Influence of isotopic substitution on spectral and structural parameters of an isolated [F(HF)₂]— complex. Substitution of a proton by a kaon and a triton

Abstract

This paper continues the theoretical study (see V. P. Bulychev and M. V. Buturlimova, J. Mol. Struct. 928, 32 (2009)) of the isotopic effects in the H-bonded anionic complex [F(HF)₂]-. Isotopomers of the complex with significant differences between the masses of the light atoms are considered. The four-dimensional anharmonic vibrational problem are solved by the variational method for the symmetric complex [F(KaF)₂]-, in which both protons are substituted by a positive kaon (positive K-meson), and for the asymmetric complex [FKaFTF]-. Variables related to the changes in the lengths of molecular fragments LF (L = Ka and T) and the distances between the F^- anion and the centers of mass of LF are used as the vibra-tional coordinates. The potential energy surfaces are calculated in the MP2/6-311++G(3df,3pd) approximation taking into account the basis set superposition error. The vibrational energy levels, frequencies, and absolute intensities for spectral transitions are determined.
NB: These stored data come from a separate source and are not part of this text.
//! Pipe primitives for manager/worker communication.
//!
//! Each worker gets two one-directional pipes: a *ready* pipe (worker to
//! manager, one byte per readiness report) and a *job* pipe (manager to
//! worker, one job per line). Both are created close-on-exec.

use std::io::{self, BufRead, BufReader, BufWriter, Read, Write};
use std::os::unix::io::{AsFd, AsRawFd, BorrowedFd, OwnedFd, RawFd};
use std::time::Duration;

use nix::errno::Errno;
use nix::fcntl::OFlag;
use nix::poll::{PollFd, PollFlags, PollTimeout, poll};

use crate::error::Result;

/// Buffer size for the job pipe reader and writer.
const JOB_BUFFER_SIZE: usize = 16 * 1024;

/// A file descriptor wrapper that implements Read/Write with EINTR handling.
#[derive(Debug)]
pub struct PipeFd {
    fd: OwnedFd,
}

impl PipeFd {
    /// Create from an owned file descriptor.
    pub fn new(fd: OwnedFd) -> Self {
        Self { fd }
    }

    /// Create a close-on-exec pipe, returning `(read_end, write_end)`.
    pub fn pair() -> Result<(Self, Self)> {
        Self::pair_with(OFlag::O_CLOEXEC)
    }

    /// Create a close-on-exec, non-blocking pipe.
    pub fn nonblocking_pair() -> Result<(Self, Self)> {
        Self::pair_with(OFlag::O_CLOEXEC | OFlag::O_NONBLOCK)
    }

    fn pair_with(flags: OFlag) -> Result<(Self, Self)> {
        let (read_fd, write_fd) = nix::unistd::pipe2(flags)?;
        Ok((Self::new(read_fd), Self::new(write_fd)))
    }
}

impl AsFd for PipeFd {
    fn as_fd(&self) -> BorrowedFd<'_> {
        self.fd.as_fd()
    }
}

impl AsRawFd for PipeFd {
    fn as_raw_fd(&self) -> RawFd {
        self.fd.as_raw_fd()
    }
}

impl Read for PipeFd {
    fn read(&mut self, buf: &mut [u8]) -> io::Result<usize> {
        loop {
            match nix::unistd::read(&self.fd, buf) {
                Ok(n) => return Ok(n),
                Err(Errno::EINTR) => continue,
                Err(e) => return Err(io::Error::from_raw_os_error(e as i32)),
            }
        }
    }
}

impl Write for PipeFd {
    fn write(&mut self, buf: &[u8]) -> io::Result<usize> {
        loop {
            match nix::unistd::write(&self.fd, buf) {
                Ok(n) => return Ok(n),
                Err(Errno::EINTR) => continue,
                Err(e) => return Err(io::Error::from_raw_os_error(e as i32)),
            }
        }
    }

    fn flush(&mut self) -> io::Result<()> {
        Ok(())
    }
}

/// Convert a duration to a poll timeout, saturating at the largest value poll accepts.
pub fn poll_timeout(duration: Duration) -> PollTimeout {
    let millis = i32::try_from(duration.as_millis()).unwrap_or(i32::MAX);
    PollTimeout::try_from(millis).unwrap_or(PollTimeout::MAX)
}

/// Wait until `fd` is readable (or hung up) for at most `timeout`.
///
/// Returns `Ok(false)` on timeout. An interrupting signal surfaces as
/// `Err(Errno::EINTR)` so callers can look at their signal flags.
pub fn wait_readable(fd: BorrowedFd<'_>, timeout: Duration) -> std::result::Result<bool, Errno> {
    let mut fds = [PollFd::new(fd, PollFlags::POLLIN)];
    let n = poll(&mut fds, poll_timeout(timeout))?;
    Ok(n > 0)
}

/// Drain every readiness byte currently buffered in a non-blocking ready pipe.
///
/// Returns the number of bytes consumed; zero means the writer went away.
pub fn drain_ready(fd: &mut PipeFd) -> io::Result<usize> {
    let mut buf = [0u8; 64];
    let mut total = 0;
    loop {
        match fd.read(&mut buf) {
            Ok(0) => return Ok(total),
            Ok(n) => total += n,
            Err(e) if e.kind() == io::ErrorKind::WouldBlock => return Ok(total),
            Err(e) => return Err(e),
        }
    }
}

/// Buffered line reader for the worker's end of the job pipe.
pub struct LineReader {
    reader: BufReader<PipeFd>,
    line_buffer: String,
}

impl LineReader {
    /// Create a new line reader from a file descriptor.
    pub fn new(fd: PipeFd) -> Self {
        Self {
            reader: BufReader::with_capacity(JOB_BUFFER_SIZE, fd),
            line_buffer: String::with_capacity(256),
        }
    }

    /// Whether a complete or partial line is already buffered in userspace.
    pub fn has_buffered(&self) -> bool {
        !self.reader.buffer().is_empty()
    }

    /// Borrow the underlying descriptor for polling.
    pub fn as_fd(&self) -> BorrowedFd<'_> {
        self.reader.get_ref().as_fd()
    }

    /// Read one raw line, terminator included. Returns `None` on EOF.
    pub fn read_line(&mut self) -> io::Result<Option<&str>> {
        self.line_buffer.clear();
        match self.reader.read_line(&mut self.line_buffer)? {
            0 => Ok(None),
            _ => Ok(Some(&self.line_buffer)),
        }
    }
}

/// Buffered line writer for the manager's end of the job pipe.
pub struct LineWriter {
    writer: BufWriter<PipeFd>,
}

impl LineWriter {
    /// Create a new line writer from a file descriptor.
    pub fn new(fd: PipeFd) -> Self {
        Self {
            writer: BufWriter::with_capacity(JOB_BUFFER_SIZE, fd),
        }
    }

    /// Write a line (appends newline if not present) and flush.
    pub fn write_line(&mut self, line: &str) -> io::Result<()> {
        self.writer.write_all(line.as_bytes())?;
        if !line.ends_with('\n') {
            self.writer.write_all(b"\n")?;
        }
        self.writer.flush()
    }
}

#[cfg(test)]
mod tests {
    use super::*;

    #[test]
    fn test_line_reader_writer_keeps_terminator() {
        let (read_fd, write_fd) = PipeFd::pair().unwrap();
        let mut reader = LineReader::new(read_fd);
        let mut writer = LineWriter::new(write_fd);

        writer.write_line("hello").unwrap();
        writer.write_line("world\n").unwrap();
        writer.write_line("").unwrap();
        drop(writer);

        assert_eq!(reader.read_line().unwrap(), Some("hello\n"));
        assert_eq!(reader.read_line().unwrap(), Some("world\n"));
        assert_eq!(reader.read_line().unwrap(), Some("\n"));
        assert_eq!(reader.read_line().unwrap(), None);
    }

    #[test]
    fn test_wait_readable_times_out_on_empty_pipe() {
        let (read_fd, _write_fd) = PipeFd::pair().unwrap();
        let ready = wait_readable(read_fd.as_fd(), Duration::from_millis(20)).unwrap();
        assert!(!ready);
    }

    #[test]
    fn test_wait_readable_sees_data() {
        let (read_fd, mut write_fd) = PipeFd::pair().unwrap();
        write_fd.write_all(b"job\n").unwrap();
        let ready = wait_readable(read_fd.as_fd(), Duration::from_secs(1)).unwrap();
        assert!(ready);
    }

    #[test]
    fn test_drain_ready_counts_and_stops_without_blocking() {
        let (mut read_fd, mut write_fd) = PipeFd::nonblocking_pair().unwrap();
        write_fd.write_all(b"...").unwrap();
        assert_eq!(drain_ready(&mut read_fd).unwrap(), 3);
        // Nothing buffered: returns immediately instead of blocking.
        assert_eq!(drain_ready(&mut read_fd).unwrap(), 0);
    }

    #[test]
    fn test_buffered_detection() {
        let (read_fd, write_fd) = PipeFd::pair().unwrap();
        let mut reader = LineReader::new(read_fd);
        let mut writer = LineWriter::new(write_fd);
        assert!(!reader.has_buffered());

        writer.write_line("one").unwrap();
        writer.write_line("two").unwrap();
        assert_eq!(reader.read_line().unwrap(), Some("one\n"));
        // The second line arrived in the same read and sits in the buffer.
        assert!(reader.has_buffered());
    }

    #[test]
    fn test_poll_timeout_saturates() {
        assert_eq!(poll_timeout(Duration::from_millis(0)), PollTimeout::ZERO);
        assert_eq!(poll_timeout(Duration::from_secs(u64::MAX)), PollTimeout::MAX);
    }
}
To study the isotope effect on the geometrical parameters of the complex, the values of internuclear separations and the asymmetry parameter of the F^-…L-F bridge averaged over the ground state and several excited vibrational states are calculated, as well as their standard deviations. The calculated results are compared to the data obtained previously for the symmetric complexes [F(HF)₂]^-, [F(DF)₂]^-, and [F(TF)₂]^-.